Diskursus antar intelektual NU ini menjadi variabel untuk menilai bahwa telah terjadi peningkatan akselerasi akademis. Sementara di kalangan kader intelektual Muhammadiyah, tidak saya temukan "sedinamis" itu. Kecenderungan diskursusnya terlalu formil, datar, kaku, stagnan, dan tidak berkembang, serta mengarah kepada kemunduran. Diskursusnya masih tidak bisa move on dari persoalan khilafiyah dan branding kehebatan amal usaha yang tidak menyentuh kepada persoalan umat kekinian.
Menurut pendapat penulis yang kader Muhammadiyah, faktor utamanya; Pertama, dalam tubuh Muhammadiyah sendiri sudah "terkontaminasi" mazhab-mazhab tekstual yang menutupi diri dari berkembangnya pengetahuan dari luar dan kritis yang basisnya adalah mempertanyakan.

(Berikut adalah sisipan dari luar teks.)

//! Script engine registry

use parking_lot::RwLock;
use std::collections::HashMap;
use std::sync::Arc;
use tracing::{debug, info};

use super::{ExecutableUnit, NativeScriptEngine, RankerScriptEngine, ScriptContext, ScriptEngine};
use crate::error::{Error, Result};
use crate::ranker::RankerParserFactory;

/// Routes script compilation to the engine registered for its language
pub struct ScriptService {
    engines: RwLock<HashMap<String, Arc<dyn ScriptEngine>>>,
}

impl ScriptService {
    pub fn new() -> Self {
        Self {
            engines: RwLock::new(HashMap::new()),
        }
    }

    /// A service with the `native` and `ltr` engines registered
    pub fn with_defaults(factory: Arc<RankerParserFactory>) -> Self {
        let service = Self::new();
        service.engines.write().extend([
            (
                NativeScriptEngine.lang().to_string(),
                Arc::new(NativeScriptEngine) as Arc<dyn ScriptEngine>,
            ),
            (
                super::ranker::RANKER_LANG.to_string(),
                Arc::new(RankerScriptEngine::new(factory)) as Arc<dyn ScriptEngine>,
            ),
        ]);
        service
    }

    /// Register an engine
    pub fn register(&self, engine: Arc<dyn ScriptEngine>) -> Result<()> {
        let mut engines = self.engines.write();
        let lang = engine.lang();
        if engines.contains_key(lang) {
            return Err(Error::AlreadyExists(format!(
                "Script engine [{}] already registered",
                lang
            )));
        }
        engines.insert(lang.to_string(), engine);
        info!(lang = %lang, "Registered script engine");
        Ok(())
    }

    /// Unregister an engine
    pub fn unregister(&self, lang: &str) -> Result<()> {
        self.engines
            .write()
            .remove(lang)
            .map(|_| ())
            .ok_or_else(|| Error::NotFound(format!("Script engine [{}] not found", lang)))
    }

    pub fn get(&self, lang: &str) -> Option<Arc<dyn ScriptEngine>> {
        self.engines.read().get(lang).cloned()
    }

    /// Registered languages, sorted
    pub fn langs(&self) -> Vec<String> {
        let mut langs: Vec<String> = self.engines.read().keys().cloned().collect();
        langs.sort();
        langs
    }

    pub fn compile(
        &self,
        lang: &str,
        name: Option<&str>,
        source: &str,
        context: &ScriptContext,
    ) -> Result<Arc<dyn ExecutableUnit>> {
        let engine = self.get(lang).ok_or_else(|| {
            Error::UnsupportedOperation(format!("No script engine for lang [{}]", lang))
        })?;
        debug!(lang = %lang, context = %context, name = ?name, "Compiling script");
        engine.compile(name, source, context)
    }
}

impl Default for ScriptService {
    fn default() -> Self {
        Self::with_defaults(Arc::new(RankerParserFactory::with_defaults()))
    }
}

#[cfg(test)]
mod tests {
    use super::*;
    use crate::script::native::FEATURE_EXTRACTOR;

    #[test]
    fn test_default_langs() {
        assert_eq!(ScriptService::default().langs(), vec!["ltr", "native"]);
        assert!(ScriptService::new().langs().is_empty());
    }

    #[test]
    fn test_duplicate_lang() {
        let service = ScriptService::default();
        assert!(matches!(
            service.register(Arc::new(NativeScriptEngine)),
            Err(Error::AlreadyExists(_))
        ));
    }

    #[test]
    fn test_unknown_lang() {
        let service = ScriptService::default();
        assert!(matches!(
            service.compile("painless", None, "1 + 1", &ScriptContext::Search),
            Err(Error::UnsupportedOperation(_))
        ));
    }

    #[test]
    fn test_unregister() {
        let service = ScriptService::default();
        service.unregister("native").unwrap();
        assert!(service
            .compile("native", None, FEATURE_EXTRACTOR, &ScriptContext::Search)
            .is_err());
        assert!(matches!(
            service.unregister("native"),
            Err(Error::NotFound(_))
        ));
        service.register(Arc::new(NativeScriptEngine)).unwrap();
        assert!(service
            .compile("native", None, FEATURE_EXTRACTOR, &ScriptContext::Search)
            .is_ok());
    }
}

Kedua, Muhammadiyah tampaknya tengah berkhidmat menjadi korporasi bisnis dengan amal usahanya yang di-branding dimana-mana.
Akibatnya, para intelektual ini walaupun mengenyam pendidikan di Barat, (apalagi yang di Timur) menjadi ambigu bahkan tidak berani melebarkan opini dan diskursusnya secara kritis di media sosial. Padahal, di saat dunia tengah mengalami revolusi ketiga setelah revolusi kognitif dan agrikultur; revolusi teknologi informasi melalui media sosial adalah jendela dan sarana publikasi pemikiran intelektual yang paling cepat di respon oleh masyarakat awam, yang tidak terlalu berminat membuka jurnal.
Pertanyaannya, dapatkah diskursus di media sosial dijadikan variabel untuk menilai dan mengukur bahwa itu adalah diskusi intelektual? Bisa, karena topik yang dibahas adalah artikel, jurnal, dan buku intelektual lain atau karya-karya mufasir terdahulu yang tentu saja bebas nilai, dan terbuka untuk ditambahkan, dukung, atau di koreksi.